> **Assigned task**: Copy each line of the entries beneath that contains the word "WalletLink".

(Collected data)
#####

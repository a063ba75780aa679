//! Wallet integration subsystem.
//!
//! # Data Flow
//! ```text
//! WalletConnector (provider status, disconnect, send_transaction)
//!     → session.rs (mirror address into WalletStore, modal state)
//!     → transfer.rs (native or jetton transfer, via indexer + payload.rs)
//!     → link.rs (WalletLink: the handle applications hold)
//! ```
//!
//! # Constraints
//! - The store only ever holds what the provider last reported
//! - Amounts are base-unit integer strings; nothing is converted from decimals
//! - Failures are logged where they happen and returned to the caller

pub mod address;
pub mod connector;
pub mod link;
pub mod payload;
pub mod session;
pub mod tokens;
pub mod transfer;
pub mod types;

pub use connector::{
    ChannelConnector, ConnectionStatus, Network, SendTransactionRequest, SendTransactionResponse,
    TransactionMessage, WalletConnector, WalletRequest,
};
pub use link::WalletLink;
pub use payload::TransferStyle;
pub use session::{ModalState, StoreState, WalletStore};
pub use tokens::{CoinSymbol, TokenRegistry};
pub use transfer::{PreparedTransfer, TransferOutcome, TransferRequest};
pub use types::{WalletError, WalletResult};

#####

> **Task result**:
//!     → link.rs (WalletLink: the handle applications hold)
pub use link::WalletLink;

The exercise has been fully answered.